2013ファンフェスタin箱根-Second

 今年の6月に四段で優勝して、今回は五段で参加することになった。家賃が高くてどうしようもないが、こういう大会で少し強い人と対局できるのはありがたい。めったにない機会だ。結果は2勝4敗。1勝は相手のミスによるもので、実質は1勝5敗だ。
 今回は女流棋士が多かった。

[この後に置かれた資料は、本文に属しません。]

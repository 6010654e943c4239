//! Domain types shared by the facades and the host bridge.
//!
//! These are the canonical parameter and result shapes of the Bio method
//! catalogue. Facades translate their own calling conventions into them and
//! the host dispatcher validates incoming params against them.

use crate::chain;
use crate::provider::tron::TronAddress;
use serde::{Deserialize, Serialize};

/// Snapshot of a wallet account exposed to a miniapp.
///
/// Never a live reference into host state: changes reach the miniapp only
/// through `accountsChanged` events.
#[derive(Debug, Clone, PartialEq, Eq, Serialize, Deserialize)]
#[serde(rename_all = "camelCase")]
pub struct Account {
    /// Address in the chain's native format.
    pub address: String,
    /// Host chain id.
    pub chain: String,
    /// Optional user-facing label.
    #[serde(default, skip_serializing_if = "Option::is_none")]
    pub name: Option<String>,
    /// Public key, hex encoded.
    pub public_key: String,
}

impl Account {
    /// Create an account snapshot.
    #[must_use]
    pub fn new(
        address: impl Into<String>,
        chain: impl Into<String>,
        public_key: impl Into<String>,
    ) -> Self {
        Self {
            address: address.into(),
            chain: chain.into(),
            name: None,
            public_key: public_key.into(),
        }
    }

    /// Set the label.
    #[must_use]
    pub fn with_name(mut self, name: impl Into<String>) -> Self {
        self.name = Some(name.into());
        self
    }

    /// Whether the account belongs to the given chain (case-insensitive).
    #[must_use]
    pub fn is_on(&self, chain: &str) -> bool {
        self.chain.eq_ignore_ascii_case(chain)
    }

    /// Whether the account has the given address. EVM-style `0x` addresses
    /// compare case-insensitively; Tron addresses match in either base58 or
    /// hex form.
    #[must_use]
    pub fn has_address(&self, address: &str) -> bool {
        if self.address.starts_with("0x") {
            return self.address.eq_ignore_ascii_case(address);
        }
        if self.address == address {
            return true;
        }
        self.is_on(chain::TRON)
            && matches!(
                (TronAddress::parse(&self.address), TronAddress::parse(address)),
                (Some(ours), Some(theirs)) if ours.hex == theirs.hex
            )
    }
}

/// Identity of the miniapp a request comes from.
#[derive(Debug, Clone, PartialEq, Eq, Serialize, Deserialize)]
#[serde(rename_all = "camelCase")]
pub struct AppInfo {
    /// Stable miniapp id.
    pub id: String,
    /// Display name.
    pub name: String,
    /// Origin the miniapp is served from.
    #[serde(default, skip_serializing_if = "Option::is_none")]
    pub origin: Option<String>,
    /// Icon URL.
    #[serde(default, skip_serializing_if = "Option::is_none")]
    pub icon: Option<String>,
}

impl AppInfo {
    /// Create app info.
    #[must_use]
    pub fn new(id: impl Into<String>, name: impl Into<String>) -> Self {
        Self {
            id: id.into(),
            name: name.into(),
            origin: None,
            icon: None,
        }
    }

    /// Set the origin.
    #[must_use]
    pub fn with_origin(mut self, origin: impl Into<String>) -> Self {
        self.origin = Some(origin.into());
        self
    }
}

/// Params of request-accounts, accounts, select-account and pick-wallet.
#[derive(Debug, Clone, Default, PartialEq, Eq, Serialize, Deserialize)]
#[serde(rename_all = "camelCase")]
pub struct AccountQuery {
    /// Restrict to one chain.
    #[serde(default, skip_serializing_if = "Option::is_none")]
    pub chain: Option<String>,
}

impl AccountQuery {
    /// Query accounts of one chain.
    #[must_use]
    pub fn chain(chain: impl Into<String>) -> Self {
        Self {
            chain: Some(chain.into()),
        }
    }

    /// Whether an account satisfies the query.
    #[must_use]
    pub fn matches(&self, account: &Account) -> bool {
        self.chain.as_deref().is_none_or(|c| account.is_on(c))
    }
}

/// Params of sign-message.
#[derive(Debug, Clone, PartialEq, Eq, Serialize, Deserialize)]
#[serde(rename_all = "camelCase")]
pub struct SignMessageParams {
    /// Message to sign (UTF-8 text or `0x` hex).
    pub message: String,
    /// Signing account address.
    pub address: String,
}

/// Params of sign-typed-data.
#[derive(Debug, Clone, PartialEq, Serialize, Deserialize)]
#[serde(rename_all = "camelCase")]
pub struct SignTypedDataParams {
    /// Structured data to sign.
    pub data: serde_json::Value,
    /// Signing account address.
    pub address: String,
}

/// Params of create-transaction and send-transaction.
#[derive(Debug, Clone, PartialEq, Eq, Serialize, Deserialize)]
#[serde(rename_all = "camelCase")]
pub struct TransferParams {
    /// Sender address.
    pub from: String,
    /// Recipient address.
    pub to: String,
    /// Amount in the chain's smallest unit, as a decimal string.
    pub amount: String,
    /// Host chain id.
    pub chain: String,
    /// Token contract or asset symbol; native asset when absent.
    #[serde(default, skip_serializing_if = "Option::is_none")]
    pub asset: Option<String>,
    /// Contract call data or memo.
    #[serde(default, skip_serializing_if = "Option::is_none")]
    pub data: Option<String>,
}

/// Params of sign-transaction.
#[derive(Debug, Clone, PartialEq, Serialize, Deserialize)]
#[serde(rename_all = "camelCase")]
pub struct SignTransactionParams {
    /// Signing account address.
    pub address: String,
    /// Host chain id.
    pub chain: String,
    /// Unsigned transaction, chain specific.
    pub transaction: serde_json::Value,
}

/// Params of broadcast-transaction.
#[derive(Debug, Clone, PartialEq, Serialize, Deserialize)]
#[serde(rename_all = "camelCase")]
pub struct BroadcastParams {
    /// Host chain id.
    pub chain: String,
    /// Signed transaction, chain specific.
    pub signed_transaction: serde_json::Value,
}

/// Params of get-balance.
#[derive(Debug, Clone, PartialEq, Eq, Serialize, Deserialize)]
#[serde(rename_all = "camelCase")]
pub struct BalanceQuery {
    /// Address to query.
    pub address: String,
    /// Host chain id.
    pub chain: String,
    /// Token contract or asset symbol; native asset when absent.
    #[serde(default, skip_serializing_if = "Option::is_none")]
    pub asset: Option<String>,
}

/// Result of send-transaction and broadcast-transaction.
#[derive(Debug, Clone, PartialEq, Eq, Serialize, Deserialize)]
#[serde(rename_all = "camelCase")]
pub struct TransferReceipt {
    /// Hash of the broadcast transaction.
    pub tx_hash: String,
}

それなので女流棋士を中心に紹介する。

時 12月6日〜8日
所 スコーレプラザホテル(ホテル富士箱根 別館、いつもの所です)
  小田原と三島に集合、バスで送り迎え
指導プロ棋士 孔令文七段・倉橋正行九段・下島陽平八段・瀬戸大樹七段・謝依旻六段・山本賢太郎五段・下坂美織二段・万波佳奈四段
特別ゲスト 黒嘉嘉(Hei1 jia1 jia)六段

 前回、孔令文さんから黒嘉嘉さんを招待するつもりと話があった。今回の案内状にも「台湾の……」とあった。それでわたしたちは知っていたのだが、黒嘉嘉さんが12月2日にフェイスブックに「後天和依旻姐姐到東京~~」(あさって依旻姉さんと東京に行く)と書いてあるのを読んで、黒嘉嘉さんが本当に来ることを実感した。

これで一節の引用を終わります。